Cada febrero el país se cubre de símbolos patrios. Banderas, desfiles, discursos que se repiten con solemnidad. Lo propio de toda fiesta de independencia nacional. El ritual es casi automático y deja poco espacio para el análisis.
Cuando alguien introduce un matiz sobre el período 1822-1844, la reacción suele ser negativa. Si se menciona que bajo el gobierno de Jean-Pierre Boyer se abolió la esclavitud en el territorio oriental. Si se recuerda que las tensiones previas a 1844 fueron también económicas, fiscales y políticas, no exclusivamente identitarias. Si se señala que la figura de Duarte ha sido moldeada simbólicamente a lo largo del tiempo. Entonces surge la sospecha como si el matiz fuera una amenaza.
La independencia dominicana es un hecho histórico. En 1844 se produjo una ruptura política decisiva. Es un hecho indiscutible y fundador. Lo que sí merece analizarse es la forma en que enseñamos el proceso que condujo a esa ruptura.

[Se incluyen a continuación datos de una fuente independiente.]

//! Icon classification and the two icon renderers (world billboards and
//! screen-space sprites).

use std::collections::BTreeMap;

use glam::{Vec2, Vec3, Vec4};

use super::{DrawUnitState, FramePhase, UnitDrawer};
use crate::commands::DrawCommand;
use crate::icons::{billboard_quad, fade_alpha, screen_quad, size_multiplier, world_icon_scale, IconData, IconId, ICON_FADE_MIN_ALPHA};
use crate::model::TextureId;
use crate::scene::{Scene, UnitView};
use crate::vertex::IconVertex;
use crate::visibility::{uses_default_icon, ScreenQuery, Visibility, WorldQuery};

/// Icon a unit is drawn with, and whether it is the radar blip.
fn icon_for<'s>(view: &UnitView, scene: &Scene<'s>) -> (&'s IconData, bool) {
    let catalog = scene.icons;
    let spectating = scene.viewer.spectating_full_view;
    if uses_default_icon(view.los, spectating) {
        return (catalog.default_icon(), true);
    }
    let is_ally = spectating || view.is_allied_with(scene.viewer);
    let def = scene.assets.presented_def(view.def, is_ally);
    let icon = match scene.assets.def(def).and_then(|d| d.icon) {
        Some(id) => catalog.get(id),
        None => catalog.default_icon(),
    };
    (icon, catalog.is_default(icon.id))
}

/// Drawn icon position: radar contacts jitter, and icons never sink into the ground.
fn icon_position(view: &UnitView, du: &DrawUnitState, scene: &Scene) -> Vec3 {
    let mut pos = du.draw_mid_pos;
    if !scene.viewer.spectating_full_view && !view.los.in_los() && !view.is_allied_with(scene.viewer) {
        pos += view.body.radar_error;
    }
    pos.y = pos.y.max(scene.terrain.height_at(pos.x, pos.z));
    pos
}

fn icon_color(view: &UnitView, scene: &Scene, alpha: f32) -> Vec4 {
    let rgb = if view.status.selected {
        Vec3::ONE
    } else {
        scene.teams.color(view.body.team).map_or(Vec3::ONE, |c| c.truncate())
    };
    rgb.extend(alpha)
}

/// Projected radius in pixels; 0 when the unit is behind the camera.
fn screen_radius(scene: &Scene, pos: Vec3, radius: f32) -> f32 {
    let camera = scene.camera;
    match (
        camera.window_coordinates(pos),
        camera.window_coordinates(pos + camera.right() * radius),
    ) {
        (Some(a), Some(b)) => (a.x - b.x).abs(),
        _ => 0.0,
    }
}

impl UnitDrawer {
    /// Decide full model vs. icon for every unit and refresh draw positions.
    pub(crate) fn classify_units(&mut self, scene: &Scene) {
        self.icon_units.clear();
        let screen_mode = self.config.unit_icons_as_ui;
        let spectating = scene.viewer.spectating_full_view;
        let time_offset = scene.clock.time_offset();

        for (&unit, du) in self.units.iter_mut() {
            let view = match UnitView::read(scene.world, unit, scene.viewer.ally_team) {
                Ok(view) => view,
                Err(e) => {
                    log::debug!("Skipping classification of {:?}: {}", unit, e);
                    continue;
                }
            };
            du.refresh(&view, scene.world, time_offset);

            let (icon, is_default) = icon_for(&view, scene);
            let always_icon = scene.assets.def(view.def).is_some_and(|d| d.always_icon);
            let radius = view.body.radius;
            let visibility = if screen_mode {
                let size_mult = size_multiplier(icon.effective_size(is_default, radius));
                self.classifier.classify_screen(&ScreenQuery {
                    los: view.los,
                    spectating,
                    always_icon,
                    interface_hidden: scene.viewer.hide_interface,
                    dead_or_being_built: view.status.health <= 0.0 || view.status.being_built,
                    screen_radius: screen_radius(scene, du.draw_pos, radius),
                    size_mult,
                    zoom_dist: self.zoom_dist,
                })
            } else {
                self.classifier.classify_world(&WorldQuery {
                    los: view.los,
                    spectating,
                    always_icon,
                    dist_sqr: scene
                        .camera
                        .icon_distance_sqr(du.draw_pos, scene.terrain.average_height()),
                    icon_distance: icon.distance,
                })
            };
            du.is_icon = visibility == Visibility::Icon;

            if !screen_mode
                && du.is_icon
                && !view.status.no_draw
                && !view.status.in_void
                && scene.camera.in_view(du.draw_mid_pos, radius)
            {
                self.icon_units.push(unit);
            }
        }
    }

    /// World-space billboards for units classified as icons this frame.
    pub fn draw_unit_icons(&mut self, scene: &Scene) {
        if self.config.unit_icons_as_ui {
            return;
        }
        self.phase = FramePhase::Icons;

        let (vanish, start) = (self.config.unit_icon_fade_vanish, self.config.unit_icon_fade_start);
        let camera = scene.camera;
        let mut batches: BTreeMap<IconId, (TextureId, Vec<IconVertex>)> = BTreeMap::new();
        for &unit in &self.icon_units {
            let Some(du) = self.units.get(&unit) else {
                continue;
            };
            let Ok(view) = UnitView::read(scene.world, unit, scene.viewer.ally_team) else {
                continue;
            };
            let (icon, is_default) = icon_for(&view, scene);
            let mut pos = icon_position(&view, du, scene);
            let dist = pos.distance(camera.position());
            let scale = world_icon_scale(icon, is_default, view.body.radius, dist);
            let ground = scene.terrain.height_at(pos.x, pos.z);
            pos.y = pos.y.max(ground + scale);

            let mult = size_multiplier(icon.effective_size(is_default, view.body.radius));
            let alpha = fade_alpha(dist / mult, vanish, start).unwrap_or(ICON_FADE_MIN_ALPHA) / 255.0;
            let quad = billboard_quad(pos, camera.right(), camera.up(), scale, icon_color(&view, scene, alpha));
            batches
                .entry(icon.id)
                .or_insert_with(|| (icon.texture, Vec::new()))
                .1
                .extend_from_slice(&quad);
        }
        if batches.is_empty() {
            return;
        }

        self.state.with_icon_drawing(false, |st| {
            for (icon, (texture, vertices)) in batches {
                st.emit(DrawCommand::DrawIcons {
                    icon,
                    texture,
                    screen: false,
                    vertices,
                });
            }
        });
    }

    /// Screen-space sprites: icon units at full alpha, plus overlay icons
    /// fading in over units that are still drawn as models.
    pub fn draw_unit_icons_screen(&mut self, scene: &Scene) {
        if !self.config.unit_icons_as_ui {
            return;
        }
        if scene.viewer.hide_interface && self.config.unit_icons_hide_with_ui {
            return;
        }
        self.phase = FramePhase::Icons;

        let (vanish, start) = (self.config.unit_icon_fade_vanish, self.config.unit_icon_fade_start);
        let viewport = scene.camera.viewport();
        let base = self.classifier.screen_icon_base();
        let mut batches = Vec::new();
        for (icon_id, units) in self.icons.groups() {
            let icon = scene.icons.get(icon_id);
            let is_default = scene.icons.is_default(icon_id);
            let mut vertices: Vec<IconVertex> = Vec::new();
            for &unit in units {
                let Some(du) = self.units.get(&unit) else {
                    continue;
                };
                let Ok(view) = UnitView::read(scene.world, unit, scene.viewer.ally_team) else {
                    continue;
                };
                if view.status.no_draw || view.status.in_void {
                    continue;
                }
                if view.status.health <= 0.0 || view.status.being_built {
                    continue;
                }
                let Some(win) = scene.camera.window_coordinates(icon_position(&view, du, scene)) else {
                    continue;
                };
                let mult = size_multiplier(icon.effective_size(is_default, view.body.radius));
                let alpha = if du.is_icon {
                    255.0
                } else {
                    match fade_alpha(self.zoom_dist / mult, vanish, start) {
                        Some(a) => a,
                        None => continue,
                    }
                };
                let half = base / 2.0 * mult;
                let center = Vec2::new(win.x, win.y);
                if center.x + half < 0.0
                    || center.y + half < 0.0
                    || center.x - half > viewport.x
                    || center.y - half > viewport.y
                {
                    continue;
                }
                vertices.extend_from_slice(&screen_quad(center, half, icon_color(&view, scene, alpha / 255.0)));
            }
            if !vertices.is_empty() {
                batches.push((icon_id, icon.texture, vertices));
            }
        }
        if batches.is_empty() {
            return;
        }

        self.state.with_icon_drawing(true, |st| {
            for (icon, texture, vertices) in batches {
                st.emit(DrawCommand::DrawIcons {
                    icon,
                    texture,
                    screen: true,
                    vertices,
                });
            }
        });
    }
}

Durante generaciones, la narrativa escolar ha presentado los años 1822-1844 bajo un esquema maniqueísta: opresores absolutos frente a víctimas absolutas; un bando encarna el mal, el otro el bien; una línea recta de agravios que desemboca inevitablemente en la separación. Sin matices, sin contradicciones, sin procesos.
Cuando aprendemos historia en clave maniquea, trasladamos ese esquema al presente. El adversario político se convierte fácilmente en enemigo moral. El desacuerdo se interpreta como traición. El matiz se sospecha. Y el debate democrático se va empobreciendo.
El maniqueísmo es cómodo. Ofrece claridad moral inmediata. Pero empobrece la comprensión histórica. Y no se limita al aula. También atraviesa la manera en que celebramos.
Recientemente, en una columna publicada en el periódico Hoy, la antropóloga Tahira Vargas, advertía que el llamado “Mes de la Patria” se ha convertido en una exaltación casi exclusiva de símbolos y figuras, especialmente de Juan Pablo Duarte, desvinculada de los valores sociales que impulsaron la lucha independentista. Señalaba además cómo, en algunos espacios, estas celebraciones terminan reforzando discursos de exclusión hacia poblaciones inmigrantes, sobre todo haitianas, amparados en una lectura reducida de la historia.
Ese señalamiento lo que hace es mostrar cómo una pedagogía centrada únicamente en la exaltación, sin contexto ni discusión crítica, puede contribuir a una visión rígida del pasado y a una cultura política polarizada en el presente.
El período 1822-1844 fue más complejo de lo que permite entender un esquema maniqueísta. Hubo abolición de la esclavitud y, al mismo tiempo, medidas fiscales impopulares. Hubo intentos de reorganización agraria mediante el Código Rural y resistencias profundas. Hubo disputas por las tierras comuneras y desacuerdos sobre el modelo de Estado que debía construirse. Hubo proyectos distintos en pugna.
Se puede afirmar la legitimidad de 1844 y, al mismo tiempo, reconocer que el proceso previo estuvo atravesado por decisiones humanas complejas. Se puede honrar a Duarte sin convertirlo en una figura inmóvil fuera del análisis histórico. Se puede estudiar a Boyer sin caricaturizarlo.
En un clima de nacionalismo exacerbado, la tentación de simplificar aumenta. Pero la simplificación es demuestra fragilidad. La madurez cívica es algo más exigente y requiere examinar el pasado objetivamente.
Febrero seguirá siendo un mes de símbolos. Lo que está pendiente es revisar la manera en que enseñamos y celebramos nuestra historia, para que el orgullo nacional no se construya sobre oposiciones simplistas, sino sobre comprensión histórica.
Tal vez los verdaderos silencios de febrero no estén en lo que ocurrió en el siglo XIX, sino en nuestra resistencia contemporánea a abandonar el maniqueísmo y asumir que la historia —como la sociedad— es más compleja de lo que quisiéramos.